Harris y Trump se disputan el voto latino en el decisivo estado de Pensilvania.
A un día de las elecciones presidenciales, Kamala Harris y Donald Trump redoblaron sus esfuerzos en Pensilvania, un estado clave con una creciente población latina, especialmente puertorriqueña y dominicana. Ambos candidatos dedicaron la jornada del lunes a cortejar este importante bloque de votantes en un último intento por inclinar la balanza en su favor.
La vicepresidenta Kamala Harris, aspirante demócrata, se presentó en Allentown junto al rapero puertorriqueño Fat Joe, quien criticó la política antiinmigrante de Trump. Harris, al dirigirse al público, expresó: «Estados Unidos está listo para un cambio en el que podamos vernos como vecinos, no como enemigos». Su mensaje fue bien recibido en esta ciudad de mayoría latina, donde la campaña demócrata busca movilizar a una comunidad que ha duplicado su tamaño en las últimas dos décadas y cuyos votos pueden resultar cruciales.

Mientras tanto, Trump celebró un mitin en Reading, Pensilvania, en un recinto parcialmente lleno, con el apoyo del senador de Florida, Marco Rubio, quien habló en español para conectar con el público. En su intervención, Trump prometió lanzar «la mayor deportación de criminales en la historia de Estados Unidos» si es reelegido, reiterando su línea dura contra la inmigración. Su discurso generó reacciones encontradas, especialmente después de la reciente controversia en la que un comediante asociado a su campaña se refirió a Puerto Rico con términos despectivos, llamándola «isla de basura».
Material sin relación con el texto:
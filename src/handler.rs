//! Transaction hooks that tie translation and dispatch together

use std::fmt;
use std::sync::Arc;

use crate::dispatch::{DispatchMode, DispatchStatus, Dispatcher};
use crate::index_spec::IndexSpecTable;
use crate::merge::{translate, OperationSet};
use crate::snapshot::TransactionData;
use crate::transport::SearchTransport;

/// Hooks a host invokes around each write transaction.
///
/// `before_commit` runs on the committing thread after the in-memory
/// mutations are applied and before they become durable. Whatever it returns
/// is handed back to `after_commit` once the commit has succeeded, or to
/// `after_rollback` if it did not.
pub trait TransactionEventHandler: Send + Sync {
  fn before_commit(&self, data: &dyn TransactionData) -> OperationSet;

  fn after_commit(&self, operations: OperationSet);

  fn after_rollback(&self, _operations: OperationSet) {}
}

#[derive(Debug, Clone, Copy, PartialEq, Eq, Hash)]
pub struct HandlerId(pub u64);

impl fmt::Display for HandlerId {
  fn fmt(&self, f: &mut fmt::Formatter<'_>) -> fmt::Result {
    write!(f, "handler-{}", self.0)
  }
}

/// Host side of handler registration
pub trait HandlerRegistry {
  fn register_handler(&self, handler: Arc<dyn TransactionEventHandler>) -> HandlerId;

  /// Returns false if `id` was not registered
  fn unregister_handler(&self, id: HandlerId) -> bool;
}

/// Mirrors committed transactions into the search index
#[derive(Debug)]
pub struct SearchSyncHandler {
  table: Arc<IndexSpecTable>,
  dispatcher: Dispatcher,
}

impl SearchSyncHandler {
  pub fn new(
    table: Arc<IndexSpecTable>,
    transport: Arc<dyn SearchTransport>,
    mode: DispatchMode,
  ) -> Self {
    Self {
      table,
      dispatcher: Dispatcher::new(transport, mode),
    }
  }

  pub fn table(&self) -> &IndexSpecTable {
    &self.table
  }

  pub fn dispatcher(&self) -> &Dispatcher {
    &self.dispatcher
  }

  pub fn set_dispatch_mode(&self, mode: DispatchMode) {
    self.dispatcher.set_mode(mode);
  }

  /// Translate a transaction, dropping its contribution on failure
  pub fn translate(&self, data: &dyn TransactionData) -> OperationSet {
    match translate(&self.table, data) {
      Ok(operations) => operations,
      Err(error) => {
        tracing::error!(error = %error, "failed to translate transaction for search index");
        OperationSet::new()
      }
    }
  }

  pub fn dispatch(&self, operations: OperationSet) -> DispatchStatus {
    self.dispatcher.dispatch(operations)
  }
}

impl TransactionEventHandler for SearchSyncHandler {
  fn before_commit(&self, data: &dyn TransactionData) -> OperationSet {
    self.translate(data)
  }

  fn after_commit(&self, operations: OperationSet) {
    self.dispatch(operations);
  }
}
//! In-memory transport that records bulk requests

use parking_lot::Mutex;

use super::{BulkCompletion, SearchTransport};
use crate::action::CandidateOperation;
use crate::bulk::{BulkRequest, BulkResponse};
use crate::error::{Result, SearchSyncError};

/// Failure injected into every subsequent request
#[derive(Debug, Clone, PartialEq, Eq)]
pub enum MemoryFailure {
  /// The whole request fails at the transport level
  Transport(String),
  /// The request goes through but every item is rejected
  RejectItems { status: u16, reason: String },
}

/// Records requests instead of sending them.
///
/// Async submissions are recorded before returning and complete on a fresh
/// thread.
#[derive(Debug, Default)]
pub struct MemoryTransport {
  requests: Mutex<Vec<BulkRequest>>,
  failure: Mutex<Option<MemoryFailure>>,
}

impl MemoryTransport {
  pub fn new() -> Self {
    Self::default()
  }

  pub fn fail_with(&self, failure: Option<MemoryFailure>) {
    *self.failure.lock() = failure;
  }

  pub fn requests(&self) -> Vec<BulkRequest> {
    self.requests.lock().clone()
  }

  pub fn request_count(&self) -> usize {
    self.requests.lock().len()
  }

  /// Every operation received so far, across requests
  pub fn operations(&self) -> Vec<CandidateOperation> {
    self
      .requests
      .lock()
      .iter()
      .flat_map(|request| request.operations.iter().cloned())
      .collect()
  }

  pub fn clear(&self) {
    self.requests.lock().clear();
  }

  fn record(&self, request: &BulkRequest) -> Result<BulkResponse> {
    self.requests.lock().push(request.clone());

    let failure = self.failure.lock().clone();
    match failure {
      None => Ok(BulkResponse::acknowledge(request)),
      Some(MemoryFailure::Transport(message)) => Err(SearchSyncError::Transport(message)),
      Some(MemoryFailure::RejectItems { status, reason }) => {
        let mut response = BulkResponse::acknowledge(request);
        for item in &mut response.items {
          item.status = status;
          item.error = Some(reason.clone());
        }
        Ok(response)
      }
    }
  }
}

impl SearchTransport for MemoryTransport {
  fn execute(&self, request: &BulkRequest) -> Result<BulkResponse> {
    self.record(request)
  }

  fn execute_async(&self, request: BulkRequest, on_complete: BulkCompletion) {
    let result = self.record(&request);
    std::thread::spawn(move || on_complete(result));
  }
}

#[cfg(test)]
mod tests {
  use super::*;

  #[test]
  fn injected_failures_apply_until_cleared() {
    let transport = MemoryTransport::new();
    let request = BulkRequest::new(vec![CandidateOperation::delete("idx", "L", "1")]);

    transport.fail_with(Some(MemoryFailure::Transport("down".to_string())));
    assert!(transport.execute(&request).is_err());

    transport.fail_with(Some(MemoryFailure::RejectItems {
      status: 400,
      reason: "mapper_parsing_exception".to_string(),
    }));
    let response = transport.execute(&request).expect("response");
    assert!(!response.is_success());

    transport.fail_with(None);
    assert!(transport.execute(&request).expect("response").is_success());
    assert_eq!(transport.request_count(), 3);
  }
}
La controversia en torno a este comentario ha polarizado aún más a los votantes latinos en Pensilvania, donde Trump intentó suavizar su imagen prometiendo mejoras para la comunidad hispana. Sin embargo, el incidente provocó respuestas en ambos frentes: mientras Harris evitó involucrarse directamente, el presidente Joe Biden lo calificó de «basura», un comentario que la Casa Blanca luego matizó, pero que reavivó las tensiones.

Pensilvania: un campo de batalla decisivo
Los 19 votos electorales de Pensilvania convierten a este estado en uno de los premios más codiciados. Desde el triunfo de Trump en 2016 y la victoria de Biden en 2020 por un estrecho margen de 80,000 votos, la batalla por el estado ha sido intensa. El voto latino, que representa una proporción significativa de los habitantes de Allentown y Reading, se perfila como un factor decisivo en el resultado final.
Un cierre de campaña con personalidades y polémicas
Para cerrar su campaña en Filadelfia, Harris planea un evento junto a las celebridades Lady Gaga y Ricky Martin, en un intento de energizar al electorado juvenil y latino. En contraste, Trump eligió Grand Rapids, Michigan, como su último destino, pero no sin antes lanzar una crítica hacia Harris, insinuando que la vicepresidenta «copió su rutina» en Saturday Night Live. La broma hace referencia a la aparición de Harris en un segmento de humor en el que fue interpretada por Maya Rudolph, un estilo similar al que Trump usó en un programa de 2015.
Con ambos candidatos apurando sus estrategias y mensajes, el estado de Pensilvania se perfila como uno de los escenarios más intensos de estas elecciones, con un electorado latino que podría decidir el rumbo de la contienda.